Scene Representation Networks: Continuous 3D-Structure-Aware Neural Scene Representations
Vincent Sitzmann, Michael Zollhöfer, Gordon Wetzstein
TL;DR
<3-5 sentence high-level summary> SRNs address the challenge of learning 3D scene structure from 2D images by introducing a continuous, 3D-aware scene representation Phi coupled with a differentiable renderer Theta that uses differentiable ray marching. This framework enforces true 3D structure and multi-view consistency while enabling high-resolution rendering without explicit 3D supervision, and it generalizes across scenes via latent codes and a hypernetwork. The authors demonstrate strong novel view synthesis, few-shot reconstruction, and latent-space interpolation on Shepard-Metzler and ShapeNet v2, including unsupervised discovery of non-rigid facial geometry and room-scale scene modeling. The work advances 3D-structure-aware neural representations by combining explicit 3D geometry with learnable appearance, enabling scalable 3D vision and graphics from 2D supervision.
Abstract
Unsupervised learning with generative models has the potential of discovering rich representations of 3D scenes.

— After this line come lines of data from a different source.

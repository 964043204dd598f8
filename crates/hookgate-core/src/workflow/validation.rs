//! Structural validation of a workflow before it runs.

use std::collections::HashSet;

use hookgate_types::workflow::WorkflowDefinition;

/// Every problem found in a workflow, reported together.
#[derive(Debug, Clone, PartialEq, Eq, thiserror::Error)]
#[error("workflow validation failed: {}", .problems.join("; "))]
pub struct ValidationError {
    pub problems: Vec<String>,
}

/// Check that a workflow can be executed.
///
/// Rules:
/// - the workflow is active
/// - the canvas has at least one node and at least one start node
/// - node IDs are unique
/// - every edge references existing nodes
pub fn validate_workflow(def: &WorkflowDefinition) -> Result<(), ValidationError> {
    let mut problems = Vec::new();

    if !def.is_active {
        problems.push("workflow is not active".to_string());
    }

    let nodes = &def.canvas.nodes;
    if nodes.is_empty() {
        problems.push("workflow has no nodes".to_string());
    } else if !nodes.iter().any(|n| n.is_start()) {
        problems.push("no start nodes found in workflow".to_string());
    }

    let mut seen = HashSet::new();
    for node in nodes {
        if node.id.is_empty() {
            problems.push("node with empty ID".to_string());
        } else if !seen.insert(node.id.as_str()) {
            problems.push(format!("duplicate node ID: '{}'", node.id));
        }
    }

    for edge in &def.canvas.edges {
        for endpoint in [&edge.source, &edge.target] {
            if !seen.contains(endpoint.as_str()) {
                problems.push(format!(
                    "edge {} -> {} references unknown node '{}'",
                    edge.source, edge.target, endpoint
                ));
            }
        }
    }

    if problems.is_empty() {
        Ok(())
    } else {
        Err(ValidationError { problems })
    }
}

#[cfg(test)]
mod tests {
    use super::*;
    use crate::testing::{edge, node, workflow};
    use serde_json::json;

    #[test]
    fn test_valid_workflow() {
        let def = workflow(
            vec![node("a", "trigger", json!({})), node("b", "action", json!({}))],
            vec![edge("a", "b")],
        );
        assert!(validate_workflow(&def).is_ok());
    }

    #[test]
    fn test_is_start_flag_counts_as_start() {
        let def = workflow(vec![node("a", "action", json!({ "isStart": true }))], vec![]);
        assert!(validate_workflow(&def).is_ok());
    }

    #[test]
    fn test_empty_canvas() {
        let def = workflow(vec![], vec![]);
        let err = validate_workflow(&def).unwrap_err();
        assert_eq!(err.problems, vec!["workflow has no nodes".to_string()]);
    }

    #[test]
    fn test_reports_all_problems() {
        let mut def = workflow(
            vec![
                node("a", "action", json!({})),
                node("a", "delay", json!({})),
            ],
            vec![edge("a", "ghost")],
        );
        def.is_active = false;

        let err = validate_workflow(&def).unwrap_err();
        assert_eq!(err.problems.len(), 4, "{:?}", err.problems);
        let msg = err.to_string();
        assert!(msg.contains("not active"));
        assert!(msg.contains("no start nodes"));
        assert!(msg.contains("duplicate node ID: 'a'"));
        assert!(msg.contains("unknown node 'ghost'"));
    }
}
//! Fixed-window rate limiting per (webhook, client IP).
//!
//! The counter lives in the cache store and expires with its window, so no
//! reset logic is needed here. The counter is incremented before comparing,
//! which keeps the number of admitted requests within the limit even when
//! requests race.

use std::time::Duration;

use hookgate_types::error::StoreError;

use crate::store::{BoxCacheStore, CacheStore};

/// Cache key for a (webhook, IP) counter.
pub fn rate_limit_key(webhook_id: &str, client_ip: &str) -> String {
    format!("rate_limit:webhook:{webhook_id}:{client_ip}")
}

/// Result of one rate-limit check.
#[derive(Debug, Clone, Copy, PartialEq, Eq)]
pub enum RateLimitDecision {
    /// Limiting is disabled (`rate_limit_per_minute = 0`).
    Unlimited,
    Allowed {
        limit: u32,
        remaining: u32,
        /// Time until the current window resets.
        reset_after: Duration,
    },
    Rejected {
        limit: u32,
        retry_after: Duration,
    },
}

impl RateLimitDecision {
    pub fn is_allowed(&self) -> bool {
        !matches!(self, RateLimitDecision::Rejected { .. })
    }
}

pub struct RateLimiter {
    store: BoxCacheStore,
    max_requests: u32,
    window: Duration,
}

impl RateLimiter {
    pub fn new(store: BoxCacheStore, max_requests: u32, window: Duration) -> Self {
        Self {
            store,
            max_requests,
            window,
        }
    }

    pub fn max_requests(&self) -> u32 {
        self.max_requests
    }

    /// Count this request and decide whether it may proceed.
    pub async fn check(
        &self,
        webhook_id: &str,
        client_ip: &str,
    ) -> Result<RateLimitDecision, StoreError> {
        if self.max_requests == 0 {
            return Ok(RateLimitDecision::Unlimited);
        }

        let key = rate_limit_key(webhook_id, client_ip);
        let state = self.store.increment(&key, self.window).await?;
        let limit = self.max_requests;

        if state.count > u64::from(limit) {
            tracing::warn!(
                webhook_id,
                client_ip,
                count = state.count,
                limit,
                "webhook rate limit exceeded"
            );
            return Ok(RateLimitDecision::Rejected {
                limit,
                retry_after: state.ttl,
            });
        }

        Ok(RateLimitDecision::Allowed {
            limit,
            remaining: limit - state.count as u32,
            reset_after: state.ttl,
        })
    }
}
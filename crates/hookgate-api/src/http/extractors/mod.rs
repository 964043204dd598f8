//! Custom axum extractors.

pub mod body;
pub mod client_ip;
pub mod query;
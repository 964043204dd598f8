//! Axum router configuration with middleware.
//!
//! All routes are under `/api/v1/` except `/health`. Unmatched paths get the
//! JSON error envelope.
//! Middleware: CORS, request tracing, debug error detail.

use axum::Router;
use axum::http::Uri;
use axum::middleware;
use axum::routing::{get, post};
use tower_http::cors::{Any, CorsLayer};
use tower_http::trace::TraceLayer;

use crate::http::error::{AppError, expose_error_detail};
use crate::http::handlers;
use crate::state::AppState;

/// Build the complete API router with all routes and middleware.
pub fn build_router(state: AppState) -> Router {
    let cors = CorsLayer::new()
        .allow_origin(Any)
        .allow_methods(Any)
        .allow_headers(Any);

    let api_routes = Router::new()
        .route(
            "/webhooks/{webhook_id}",
            post(handlers::webhook::receive_webhook),
        )
        .route("/executions/{id}", get(handlers::execution::get_execution))
        .route(
            "/executions/{id}/cancel",
            post(handlers::execution::cancel_execution),
        )
        .route(
            "/workflows/{id}/executions",
            get(handlers::execution::list_executions),
        );

    Router::new()
        .nest("/api/v1", api_routes)
        .route("/health", get(health_check))
        .fallback(route_not_found)
        .layer(middleware::from_fn_with_state(
            state.clone(),
            expose_error_detail,
        ))
        .layer(cors)
        .layer(TraceLayer::new_for_http())
        .with_state(state)
}

async fn route_not_found(uri: Uri) -> AppError {
    AppError::NotFound(format!("No route for {}", uri.path()))
}

/// GET /health - Liveness check.
async fn health_check() -> axum::Json<serde_json::Value> {
    axum::Json(serde_json::json!({
        "status": "ok",
        "version": env!("CARGO_PKG_VERSION"),
    }))
}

While geometric deep learning has explored 3D-structure-aware representations of scene geometry, these models typically require explicit 3D supervision. Emerging neural scene representations can be trained only with posed 2D images, but existing methods ignore the three-dimensional structure of scenes. We propose Scene Representation Networks (SRNs), a continuous, 3D-structure-aware scene representation that encodes both geometry and appearance. SRNs represent scenes as continuous functions that map world coordinates to a feature representation of local scene properties. By formulating the image formation as a differentiable ray-marching algorithm, SRNs can be trained end-to-end from only 2D images and their camera poses, without access to depth or shape. This formulation naturally generalizes across scenes, learning powerful geometry and appearance priors in the process. We demonstrate the potential of SRNs by evaluating them for novel view synthesis, few-shot reconstruction, joint shape and appearance interpolation, and unsupervised discovery of a non-rigid face model.